To be honest, the concept was originally sound:
- parallel service loading
- service supervision
- centralization and simplification of service scripts
...but systemd grew beyond simply being an init system to become something else. It included at least a dozen or more co-services, dragged in D-Bus and udev, creates a binary log which if corrupted is useless, and created a dependency hole within the system. Many services were deprecated all for systemd, some projects even went as far as to only support through systemd. Plus, it was egotistically created only for Linux and newer versions have lock outs on certain kernel versions.
To me, I point at the massive single point of failure this has created. Even though all the different parts of systemd are different parts, they all must still execute within PID1, and should a child process crash the parent process, the system is crashed.
I can't bring myself to support systemd because of all the lessons of UNIX and sensibility of using a bazaar style collective of daemons in a system to a cathedral design of one daemon with many child processes. This design is completely reflective of Oracle's SMF, Apple's launchd, and Microsoft's svchost... all of which are notorious for feature creep and bloated system requirements.

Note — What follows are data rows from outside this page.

//! Event dispatch and the synthesis request lifecycle.

use std::path::PathBuf;
use std::sync::Arc;
use std::time::{Duration, Instant};

use futures_util::{Sink, SinkExt};
use tracing::{debug, error, info, warn};
use tts_core::{frame_sequence, postprocess, AudioFormat, SharedModel, DEFAULT_GAIN};

use crate::config::ServerConfig;
use crate::error::ServerError;
use crate::info::describe;
use crate::metrics::SynthesisMetrics;
use crate::protocol::{Event, ProtocolError, Synthesize, DESCRIBE, SYNTHESIZE};

/// Process-wide state every request reads: built once at startup, never
/// mutated afterwards.
#[derive(Debug, Clone)]
pub struct SynthesisContext {
    pub model: SharedModel,
    pub voice_ref: PathBuf,
    pub gain: f32,
    pub format: AudioFormat,
    pub frame_ms: u32,
    pub metrics: SynthesisMetrics,
}

impl SynthesisContext {
    pub fn new(model: SharedModel, voice_ref: impl Into<PathBuf>) -> Self {
        Self {
            model,
            voice_ref: voice_ref.into(),
            gain: DEFAULT_GAIN,
            format: AudioFormat::SPEECH_24K,
            frame_ms: 100,
            metrics: SynthesisMetrics::new(),
        }
    }

    pub fn from_config(config: &ServerConfig, model: SharedModel) -> Self {
        Self {
            gain: config.gain,
            format: config.format,
            frame_ms: config.frame_ms,
            ..Self::new(model, config.voice_ref.clone())
        }
    }

    /// Run one generation with the voice reference and discard the audio.
    pub async fn warm_up(&self, text: &str) -> Result<Duration, ServerError> {
        let started = Instant::now();
        let model = self.model.clone();
        let voice_ref = self.voice_ref.clone();
        let text = text.to_string();
        tokio::task::spawn_blocking(move || model.generate_blocking(&text, &voice_ref))
            .await?
            .map_err(ServerError::Synthesis)?;
        Ok(started.elapsed())
    }
}

/// Handles the events of one connection, strictly in arrival order.
#[derive(Debug, Clone)]
pub struct EventHandler {
    ctx: Arc<SynthesisContext>,
}

impl EventHandler {
    pub fn new(ctx: Arc<SynthesisContext>) -> Self {
        Self { ctx }
    }

    pub fn metrics(&self) -> &SynthesisMetrics {
        &self.ctx.metrics
    }

    /// Dispatch one inbound event.
    ///
    /// Request-scoped failures are reported to the client as an `error`
    /// event; only transport failures come back as `Err`, which ends the
    /// connection.
    pub async fn handle_event<S>(&self, event: Event, out: &mut S) -> Result<(), ServerError>
    where
        S: Sink<Event, Error = ProtocolError> + Unpin,
    {
        match event.event_type.as_str() {
            DESCRIBE => {
                out.send(describe().event()?).await?;
                debug!("Sent info");
            }
            SYNTHESIZE => {
                let result = match event.parse_data::<Synthesize>() {
                    Ok(request) => self.synthesize(&request.text, out).await,
                    Err(e) => Err(ServerError::InvalidRequest(e.to_string())),
                };
                if let Err(e) = result {
                    if !e.is_request_scoped() {
                        return Err(e);
                    }
                    error!("{e}");
                    self.ctx.metrics.record_error();
                    out.send(e.to_event()).await?;
                }
            }
            other => debug!("Ignoring event: {other}"),
        }
        Ok(())
    }

    /// Generate speech for `text` and write the full start / chunk* / stop
    /// sequence to `out`.
    ///
    /// Nothing is written until the model has finished, so a failed
    /// generation never leaves a half-open audio stream.
    pub async fn synthesize<S>(&self, text: &str, out: &mut S) -> Result<(), ServerError>
    where
        S: Sink<Event, Error = ProtocolError> + Unpin,
    {
        info!("Synthesizing: {}", text);
        let started = Instant::now();

        let ctx = Arc::clone(&self.ctx);
        let request_text = text.to_string();
        let (pcm, samples, model_rate) = tokio::task::spawn_blocking(move || {
            let waveform = ctx.model.generate_blocking(&request_text, &ctx.voice_ref)?;
            let pcm = postprocess(&waveform.samples, ctx.gain);
            Ok::<_, anyhow::Error>((pcm, waveform.len(), waveform.sample_rate))
        })
        .await?
        .map_err(ServerError::Synthesis)?;

        let format = self.ctx.format;
        if model_rate != 0 && model_rate != format.rate {
            warn!(
                "Model produced {} Hz audio, streaming it labelled as {} Hz",
                model_rate, format.rate
            );
        }
        debug!(
            "Generated {} samples ({} bytes) in {:.2}s",
            samples,
            pcm.len(),
            started.elapsed().as_secs_f64()
        );

        for frame in frame_sequence(&pcm, format, self.ctx.frame_ms) {
            out.send(Event::from(frame)).await?;
        }

        let latency_ms = started.elapsed().as_millis() as u64;
        self.ctx.metrics.record_synthesis(latency_ms, samples);
        info!("Synthesis complete");
        Ok(())
    }
}

#[cfg(test)]
mod tests {
    use super::*;
    use std::path::Path;
    use tts_core::Waveform;

    fn context<F>(model: F) -> Arc<SynthesisContext>
    where
        F: FnMut(&str, &Path) -> anyhow::Result<Waveform> + Send + 'static,
    {
        Arc::new(SynthesisContext::new(SharedModel::new(model), "voice.wav"))
    }

    #[test]
    fn test_context_from_config() {
        let config = ServerConfig {
            gain: 1.25,
            frame_ms: 40,
            ..Default::default()
        };
        let model = SharedModel::new(|_: &str, _: &Path| -> anyhow::Result<Waveform> {
            Ok(Waveform::from_vec(vec![], 24_000))
        });
        let ctx = SynthesisContext::from_config(&config, model);
        assert_eq!(ctx.gain, 1.25);
        assert_eq!(ctx.frame_ms, 40);
        assert_eq!(ctx.voice_ref, config.voice_ref);
    }

    #[tokio::test]
    async fn test_warm_up_uses_voice_ref() {
        let ctx = context(|text: &str, reference: &Path| {
            assert_eq!(text, "Ready.");
            assert_eq!(reference, Path::new("voice.wav"));
            Ok(Waveform::from_vec(vec![0.0; 10], 24_000))
        });
        assert!(ctx.warm_up("Ready.").await.is_ok());
    }

    #[tokio::test]
    async fn test_handle_event_reports_request_errors_in_band() {
        let handler = EventHandler::new(context(|_: &str, _: &Path| {
            Err(anyhow::anyhow!("model crashed"))
        }));
        let mut out = Vec::<Event>::new()
            .sink_map_err(|never: std::convert::Infallible| -> ProtocolError { match never {} });

        handler.handle_event(Event::new(DESCRIBE), &mut out).await.unwrap();
        handler.handle_event(Event::new("ping"), &mut out).await.unwrap();
        handler
            .handle_event(Event::new(SYNTHESIZE), &mut out)
            .await
            .unwrap();

        let types: Vec<&str> = out.get_ref().iter().map(|e| e.event_type.as_str()).collect();
        assert_eq!(types, vec![crate::protocol::INFO, crate::protocol::ERROR]);
        assert_eq!(handler.metrics().snapshot().error_count, 1);
    }

    #[tokio::test]
    async fn test_warm_up_failure() {
        let ctx = context(|_: &str, _: &Path| Err(anyhow::anyhow!("weights missing")));
        let err = ctx.warm_up("Ready.").await.unwrap_err();
        assert!(matches!(err, ServerError::Synthesis(_)));
    }
}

As far as systemd doing more, yes it does, but how much should systemd actually be doing? There were other alternatives that could have been utilized by Debian and Canonical, which honestly I don't need to name, but really, the choices were poor at best, there were little alternatives.
I just wish we could see exactly where systemd is headed. How many features and daemons is it going to include and/or offer as well as deprecate? Is it going to eventually become it's own OS? I know Lennart has said Linux needs to be competitive, but at what price?
Last edited by ReaperX7; 09-06-2014 at 09:57 PM.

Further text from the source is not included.